Karakas Online

5.15.2. Cool labels don't change!

There is one thing to keep in mind when regrouping: chapter and section labels - DON'T change existing ones! You may change their position, but please not the label. Subsection and subsubsection labels can be changed without problem.

Why? Because chapters and sections will become separate HTML documents. There is a DSSSL stylesheet setting which controls how deep a level will still produce a separate HTML document (see the decription of chunk-section-depth in Section 7.1.5). The name of the documents will be the label of the chapter and section respectively. This is a behaviour we explicitly set in the DSSSL stylesheets (see Section 7.1.5) through the use-id-as-filename DSSSL parameter..

Obviously, you can move a section around, without affecting the HTML name of the resulting file, if you don't change its label. You can of course change its contents, put it somewhere else as a section of a different chapter etc., but you should leave the label untouched.

The problem is that, if the document is already on the Web and is receiving a lot of visits, most of them (experience suggests a number around two-thirds of the total number of visits) will be from search engines. If you change the section label, the HTML name changes. Consequently, the link from the search engines is no longer valid. The same is true for private bookmarks, or public bookmark lists.

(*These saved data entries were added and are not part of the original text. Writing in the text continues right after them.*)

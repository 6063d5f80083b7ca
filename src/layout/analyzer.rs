use std::cmp::Reverse;
use std::collections::HashMap;

use serde::{Deserialize, Serialize};

use crate::cache::ComputationCache;
use crate::geometry::{Cell, GridPlacement, Size};
use crate::grid;
use crate::model::{MAX_GRID_DIMENSION, Page, WidgetInstance};

/// A widget reduced to its id and grid footprint.
#[derive(Debug, Clone, PartialEq, Eq, Hash, Serialize, Deserialize)]
pub struct GridWidget {
    pub id: String,
    #[serde(flatten)]
    pub placement: GridPlacement,
}

impl GridWidget {
    pub fn new(id: impl Into<String>, placement: GridPlacement) -> Self {
        Self {
            id: id.into(),
            placement,
        }
    }

    /// Projects a pixel-positioned instance onto the page grid.
    pub fn from_instance(widget: &WidgetInstance, page: &Page, container: Size) -> Self {
        Self::new(
            widget.id.clone(),
            grid::to_placement(widget.position, page, container),
        )
    }
}

/// Ephemeral analysis of a page; recomputed on demand, never persisted.
#[derive(Debug, Clone, PartialEq, Default, Serialize)]
pub struct LayoutResult {
    /// Top-left cell of every widget, conflicting or not.
    pub positions: HashMap<String, Cell>,
    /// Widgets that landed on a cell already claimed by a larger (or earlier
    /// equal-area) widget. The first occupant is never listed.
    pub conflicts: Vec<String>,
    /// Unoccupied cells in row-major order.
    pub gaps: Vec<Cell>,
}

/// Builds an occupancy grid and reports conflicts and gaps.
///
/// Widgets are processed largest area first; the sort is stable so ties keep
/// input order. Footprint cells outside `rows × cols` are ignored. Both
/// dimensions are clamped to [`MAX_GRID_DIMENSION`].
pub fn compute_layout(widgets: &[GridWidget], rows: u32, cols: u32) -> LayoutResult {
    let rows = rows.min(MAX_GRID_DIMENSION);
    let cols = cols.min(MAX_GRID_DIMENSION);
    let mut ordered: Vec<&GridWidget> = widgets.iter().collect();
    ordered.sort_by_key(|widget| Reverse(widget.placement.area()));

    let rows_i = i64::from(rows);
    let cols_i = i64::from(cols);
    let mut occupied = vec![vec![false; cols as usize]; rows as usize];
    let mut result = LayoutResult::default();

    for widget in ordered {
        let p = widget.placement;
        let row_range = i64::from(p.row).max(0)..p.bottom().min(rows_i);
        let col_range = i64::from(p.col).max(0)..p.right().min(cols_i);

        let mut conflicted = false;
        for r in row_range {
            for c in col_range.clone() {
                let cell = &mut occupied[r as usize][c as usize];
                if *cell {
                    conflicted = true;
                } else {
                    *cell = true;
                }
            }
        }

        if conflicted {
            result.conflicts.push(widget.id.clone());
        }
        result
            .positions
            .insert(widget.id.clone(), Cell::new(p.row, p.col));
    }

    for (r, row) in occupied.iter().enumerate() {
        for (c, taken) in row.iter().enumerate() {
            if !taken {
                result.gaps.push(Cell::new(r as i32, c as i32));
            }
        }
    }

    result
}

/// [`compute_layout`] memoised under the page's layout key.
///
/// The key does not cover widget geometry: call
/// [`ComputationCache::invalidate_page_layouts`] after any committed move.
pub fn compute_page_layout(
    cache: &ComputationCache<LayoutResult>,
    page: &Page,
    widgets: &[GridWidget],
) -> LayoutResult {
    let config = grid::grid_config(page);
    cache.cache_grid_layout(&page.id, config.rows, config.cols, || {
        compute_layout(widgets, config.rows, config.cols)
    })
}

But there is more to it: it's not only a matter of waiting 2-3 weeks for the new HTML document that contains the old (a bit reorganized) content to be indexed by the search engines. It's that the old name might have been at page 1 of the SERPS (Search Engine Result Pages) of some search engine for some keyword, because a lot of other people linked to it. Now, with a changed label and, consequently, a new HTML file name, those links do not reference the new document, and it gets a ranking close to "nowhere" (because search engines, notably Google, take links to a document to mean "votes" for that document and rank that document accordingly). The result: nobody finds it. frown

Note It's not a question of sacrificing quality!
 

I am not trying to tie up your hands in favour of a higher search engine ranking here! This discussion is not one of quality vs. ranking, but one of consistency. All I am advocating is: keep your labels (and consequently your filenames) consistent between various releases of your document! Once you have chosen a label for a chapter of section, stick with it.

Please also note that we are not talking about the title of a chapter or section, but its label. "Label" is LyXese for the "SGML id". You get a label from the "Insert -> Label" menu of LyX. Don't confuse title and label in this discussion!

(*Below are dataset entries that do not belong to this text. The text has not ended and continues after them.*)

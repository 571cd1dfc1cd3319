mod common;

use std::io::{Read, Write};
use std::net::TcpListener;
use std::thread;

use relaygate_lib::directory;

/// Serves `body` as a single plain-HTTP response to the next connection
/// accepted on an ephemeral local port, returning that port.
fn serve_once(body: String) -> u16 {
    let listener = TcpListener::bind("127.0.0.1:0").expect("bind");
    let port = listener.local_addr().expect("local addr").port();

    thread::spawn(move || {
        let (mut stream, _) = listener.accept().expect("accept");
        let mut buf = [0u8; 1024];
        let _ = stream.read(&mut buf);
        let response = format!(
            "HTTP/1.1 200 OK\r\nContent-Length: {}\r\nConnection: close\r\n\r\n{}",
            body.len(),
            body
        );
        stream.write_all(response.as_bytes()).expect("write response");
    });

    port
}

#[test]
fn fetches_and_ranks_a_live_served_directory() {
    let rows = vec![
        common::directory_row("low", "10.0.0.1", 10, "JP", "tcp", "10.0.0.1 443"),
        common::directory_row("high", "10.0.0.2", 90, "JP", "tcp", "10.0.0.2 443"),
        common::directory_row("us", "10.0.0.3", 100, "US", "tcp", "10.0.0.3 443"),
    ];
    let body = common::directory_csv(&rows);
    let port = serve_once(body);

    let relays = directory::fetch_and_rank(&format!("http://127.0.0.1:{port}/"), Some("JP"), None).expect("fetch succeeds");

    let hostnames: Vec<&str> = relays.iter().map(|r| r.hostname.as_str()).collect();
    assert_eq!(hostnames, vec!["high", "low"]);
}
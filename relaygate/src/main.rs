use ctrlc::Error as CtrlcError;
use std::process;

use relaygate_lib::config;

mod cli;
mod core;

fn ctrlc_channel() -> Result<crossbeam_channel::Receiver<()>, exitcode::ExitCode> {
    let (sender, receiver) = crossbeam_channel::bounded(2);
    match ctrlc::set_handler(move || match sender.send(()) {
        Ok(_) => (),
        Err(e) => {
            tracing::error!(error = ?e, "sending shutdown signal");
        }
    }) {
        Ok(_) => Ok(receiver),
        Err(CtrlcError::NoSuchSignal(signal_type)) => {
            tracing::error!(?signal_type, "no such signal");
            Err(exitcode::OSERR)
        }
        Err(CtrlcError::MultipleHandlers) => {
            tracing::error!("multiple handlers");
            Err(exitcode::UNAVAILABLE)
        }
        Err(CtrlcError::System(e)) => {
            tracing::error!(error = ?e, "system error");
            Err(exitcode::IOERR)
        }
    }
}

/// NAT, routing and DHCP bring-up all require root; fail fast with a clear
/// message rather than letting the first `iptables` call fail obscurely.
#[cfg(unix)]
fn require_root() -> Result<(), exitcode::ExitCode> {
    if unsafe { libc::geteuid() } != 0 {
        tracing::error!("must run as root to configure NAT, routing and DHCP");
        return Err(exitcode::NOPERM);
    }
    Ok(())
}

fn daemon(args: &cli::Cli) -> exitcode::ExitCode {
    if let Err(exit) = require_root() {
        return exit;
    }

    let ctrlc_receiver = match ctrlc_channel() {
        Ok(receiver) => receiver,
        Err(exit) => return exit,
    };

    let cfg = match config::read(&args.config_path) {
        Ok(cfg) => args.apply(cfg),
        Err(e) => {
            tracing::error!(error = ?e, "failed to read configuration");
            return exitcode::CONFIG;
        }
    };

    let mut supervisor = core::Supervisor::new(cfg);

    tracing::info!("entering supervision loop");
    supervisor.run(&ctrlc_receiver);

    if matches!(supervisor.state(), relaygate_lib::state::SessionState::Fatal) {
        exitcode::SOFTWARE
    } else {
        exitcode::OK
    }
}

fn main() {
    let args = cli::parse();

    tracing_subscriber::fmt::init();
    tracing::info!(version = env!("CARGO_PKG_VERSION"), "starting {}", env!("CARGO_PKG_NAME"));

    let exit = daemon(&args);

    if exit != exitcode::OK {
        tracing::warn!("abnormal exit");
    }

    process::exit(exit)
}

For example, suppose a chapter with the title “Blue widgets” is at around place 6 out of 2,5 million (!) for "blue widgets" on Google. If you change the label of the chapter from "blue-widgets" to something else, then the original URI will disappear and you loose readers. Of course, changing the title also affects the SERPS (Search Engine Result Pages), but not as drastically as to eliminate the document altogether. However, Google likes a title that is correlated to the file name, so a title "Blue widgets" and a label "blue-widgets" are optimal from the SEO (Search Engine Optimization) point of view (see Section 5.15.1).

“But you are talking me into subjecting my writing to the whims of a search engine!”, you might counter. Nothing more far away than that! The point is not to restrict your writing. The point is: you write whatever you like, however you like and structure it as you please. There are rules for good writing that you might choose to observe, or not. There are also rules for good “copy” , from the point of view of keywords, search engines and ranking - which you are also free to observe or defy.

Then, at some point, you decide to put the document on the web. People will come, read it and, hopefully, find it good. Those people may like your document so much, as to go into the trouble to say something like "there's a cool document on blue widgets in this link here" - and link to it. Hundreds of people may do this perhaps - even thousands. Imagine the effort!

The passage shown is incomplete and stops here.